Pay it forward
LAURENCE TOTELIN enjoys an evocative account of how learning from the ancient world was passed down the years
The Map of Knowledge: How Classical Ideas Were Lost and Found: A History in Seven Cities by Violet Moller Picador, 336 pages, £20 In Constantinople in AD 512 the imperial princess Anicia Juliana was presented with a stunningly illustrated manuscript. It contained several Greek texts, including Dioscorides’ important pharmacological treatise, De materia medica, a text that dates from the first century AD. This manuscript remained in Constantinople for around 1,000 years, but in the 16th century it passed to the Holy Roman Empire and has since been kept in Vienna, hence its nickname of ‘Vienna Dioscorides’. Its owners over the centuries annotated the manuscript in Greek, Arabic and Hebrew.
The ‘Vienna Dioscorides’ makes a few appearances in Violet Moller’s exciting new book, which will appeal to anyone interested in the transmission of knowledge over time and space. Starting in the Hellenistic period (323–31 BC) and ending around AD 1500, Moller takes us on a journey around seven significant centres of learning: Alexandria, Baghdad, Córdoba, Toledo, Salerno, Palermo and Venice. On this odyssey, we encounter a cast of fascinating characters and still more exciting ideas, but the focus is loosely on the transmission of three key bodies of work: Euclid on mathematics, Ptolemy on astronomy and astrology, and Galen on medicine. We learn how the ideas of these thinkers survived through changes in book production (from papyrus scroll, to parchment codex, to printed book), through translation into various languages (Greek, Syriac, Arabic and Latin), and through major religious changes that saw the birth and spread of both Christianity and Islam.

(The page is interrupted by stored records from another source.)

//! User entity - Back-office user accounts.
//!
//! The core only owns the rows and the username uniqueness constraint;
//! authentication itself (password verification, token issuance) lives in the
//! boundary layer.

use sea_orm::entity::prelude::*;
use serde::{Deserialize, Serialize};

/// User database model
#[derive(Clone, Debug, PartialEq, Eq, DeriveEntityModel, Serialize, Deserialize)]
#[sea_orm(table_name = "users")]
pub struct Model {
    /// Unique identifier for the user
    #[sea_orm(primary_key)]
    pub id: i64,
    /// Login name, unique across users
    #[sea_orm(unique)]
    pub username: String,
    /// Credential material, opaque to the core
    pub password: String,
    /// Display name
    pub name: String,
    /// Contact email
    pub email: String,
    /// Optional avatar image
    pub avatar_url: Option<String>,
    /// When the account was created
    pub created_at: DateTime,
}

/// `User` has no relationships the core navigates
#[derive(Copy, Clone, Debug, EnumIter, DeriveRelation)]
pub enum Relation {}

impl ActiveModelBehavior for ActiveModel {}
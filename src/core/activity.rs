//! Client activity log business logic.
//!
//! The activity log is append-only: entries are never mutated or deleted.
//! Recording an activity also touches the client's `last_active`, which is
//! what the "new clients" analytics window is measured against. The feed
//! projection annotates each entry with a client summary and substitutes a
//! placeholder when the referenced client no longer resolves.

use crate::{
    entities::{Client, ClientActivity, client, client_activity},
    errors::{Error, Result},
};
use sea_orm::{QueryOrder, QuerySelect, Set, prelude::*, sea_query::Expr};
use serde::Serialize;

/// Feed size applied when the caller does not ask for a specific limit.
const DEFAULT_FEED_LIMIT: u64 = 10;

/// Minimal client annotation carried by feed entries.
#[derive(Debug, Clone, PartialEq, Eq, Serialize)]
pub struct ClientSummary {
    /// Client id, 0 for the placeholder
    pub id: i64,
    /// Client display name, "Unknown Client" for the placeholder
    pub name: String,
    /// Optional avatar image
    pub avatar_url: Option<String>,
}

impl ClientSummary {
    fn from_client(client: client::Model) -> Self {
        Self {
            id: client.id,
            name: client.name,
            avatar_url: client.avatar_url,
        }
    }

    /// Placeholder used when an activity's client reference no longer
    /// resolves. A documented degradation, not an error.
    fn unknown() -> Self {
        Self {
            id: 0,
            name: "Unknown Client".to_string(),
            avatar_url: None,
        }
    }
}

/// One entry of the activity feed projection.
#[derive(Debug, Clone, PartialEq, Serialize)]
pub struct ActivityWithClient {
    /// Activity id
    pub id: i64,
    /// Summary of the client the activity belongs to
    pub client: ClientSummary,
    /// Free-form event tag
    pub activity_type: String,
    /// Human-readable description
    pub description: String,
    /// When the event happened
    pub timestamp: DateTimeUtc,
    /// Optional correlation id (e.g. an order number)
    pub related_id: Option<String>,
}

/// Appends an activity entry for a client and touches the client's
/// `last_active` in the same statement batch.
///
/// Generic over the connection so workflow transactions can record activities
/// as part of their atomic unit. The client reference is resolved first; an
/// unresolved client is a hard `ClientNotFound` at write time.
pub async fn record_activity<C>(
    db: &C,
    client_id: i64,
    activity_type: &str,
    description: String,
    related_id: Option<String>,
) -> Result<client_activity::Model>
where
    C: ConnectionTrait,
{
    let _client = Client::find_by_id(client_id)
        .one(db)
        .await?
        .ok_or(Error::ClientNotFound { id: client_id })?;

    let now = chrono::Utc::now();
    let activity = client_activity::ActiveModel {
        client_id: Set(client_id),
        activity_type: Set(activity_type.to_string()),
        description: Set(description),
        timestamp: Set(now),
        related_id: Set(related_id),
        created_at: Set(now.naive_utc()),
        ..Default::default()
    };

    let result = activity.insert(db).await?;

    // Activity implies liveness
    Client::update_many()
        .col_expr(client::Column::LastActive, Expr::value(Some(now)))
        .filter(client::Column::Id.eq(client_id))
        .exec(db)
        .await?;

    Ok(result)
}

/// Retrieves a specific activity entry by its unique ID.
pub async fn get_activity_by_id(
    db: &DatabaseConnection,
    activity_id: i64,
) -> Result<Option<client_activity::Model>> {
    ClientActivity::find_by_id(activity_id)
        .one(db)
        .await
        .map_err(Into::into)
}

/// Returns the activity feed, newest first, each entry annotated with a
/// client summary.
///
/// Entries whose client reference no longer resolves get the "Unknown Client"
/// placeholder instead of failing the whole feed.
pub async fn get_client_activities(
    db: &DatabaseConnection,
    limit: Option<u64>,
) -> Result<Vec<ActivityWithClient>> {
    let rows = ClientActivity::find()
        .find_also_related(Client)
        .order_by_desc(client_activity::Column::Timestamp)
        .limit(limit.unwrap_or(DEFAULT_FEED_LIMIT))
        .all(db)
        .await?;

    Ok(rows
        .into_iter()
        .map(|(activity, client)| ActivityWithClient {
            id: activity.id,
            client: client.map_or_else(ClientSummary::unknown, ClientSummary::from_client),
            activity_type: activity.activity_type,
            description: activity.description,
            timestamp: activity.timestamp,
            related_id: activity.related_id,
        })
        .collect())
}
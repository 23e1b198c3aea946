//! Order item entity - One product/quantity/price-snapshot line of an order.
//!
//! `unit_price` is captured at submission time and is deliberately decoupled
//! from later product price edits, so historical totals never drift. Rows are
//! immutable once created and cannot outlive or be reparented from their order.

use sea_orm::entity::prelude::*;
use serde::{Deserialize, Serialize};

/// Order line item database model
#[derive(Clone, Debug, PartialEq, DeriveEntityModel, Serialize, Deserialize)]
#[sea_orm(table_name = "order_items")]
pub struct Model {
    /// Unique identifier for the line item
    #[sea_orm(primary_key)]
    pub id: i64,
    /// ID of the owning order
    pub order_id: i64,
    /// ID of the product this line refers to
    pub product_id: i64,
    /// Units ordered, at least 1
    pub quantity: i32,
    /// Price per unit at the moment the order was submitted
    pub unit_price: f64,
    /// When the row was created
    pub created_at: DateTime,
}

/// Defines relationships between OrderItem and other entities
#[derive(Copy, Clone, Debug, EnumIter, DeriveRelation)]
pub enum Relation {
    /// Each line item belongs to one order
    #[sea_orm(
        belongs_to = "super::order::Entity",
        from = "Column::OrderId",
        to = "super::order::Column::Id"
    )]
    Order,
    /// Each line item refers to one product
    #[sea_orm(
        belongs_to = "super::product::Entity",
        from = "Column::ProductId",
        to = "super::product::Column::Id"
    )]
    Product,
}

impl Related<super::order::Entity> for Entity {
    fn to() -> RelationDef {
        Relation::Order.def()
    }
}

impl Related<super::product::Entity> for Entity {
    fn to() -> RelationDef {
        Relation::Product.def()
    }
}

impl ActiveModelBehavior for ActiveModel {}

Moller’s great mosaic is full of nuance. She attempts whenever she can to stress the contribution of overlooked figures, especially women. Cleopatra and Hypatia are named, but anonymous herbalist women are acknowledged for their significant contribution to medicine. At times, Moller presents her facts with a little too much confidence. For instance, while she acknowledges that there is little evidence on Euclid’s life, she assuredly places him under the reign of Ptolemy I when nothing is less certain. She also misses some opportunities for a good anecdote. Thus, she could have stressed that the original title of Ptolemy’s Almagest was Mathēmatikē Syntaxis (‘Mathematical Systematic Treatise’). Almagest is the work’s Arabic title, where ‘magest’ is a corrupted form of the Greek word for ‘greatest’, megistē.”
Those quibbles aside, Moller’s writing is so evocative that you almost feel the papyrus, vellum and paper she lovingly depicts. In her preface, Moller recounts how she was awakened to the theme of her book as a 21-year-old travelling to Palermo with a friend. Around the same age, I made a similar trip and was told by our hotel host: “If I visited Palermo for the first time, I would fall in love.” Similarly, Moller invites us to fall in love with her subject.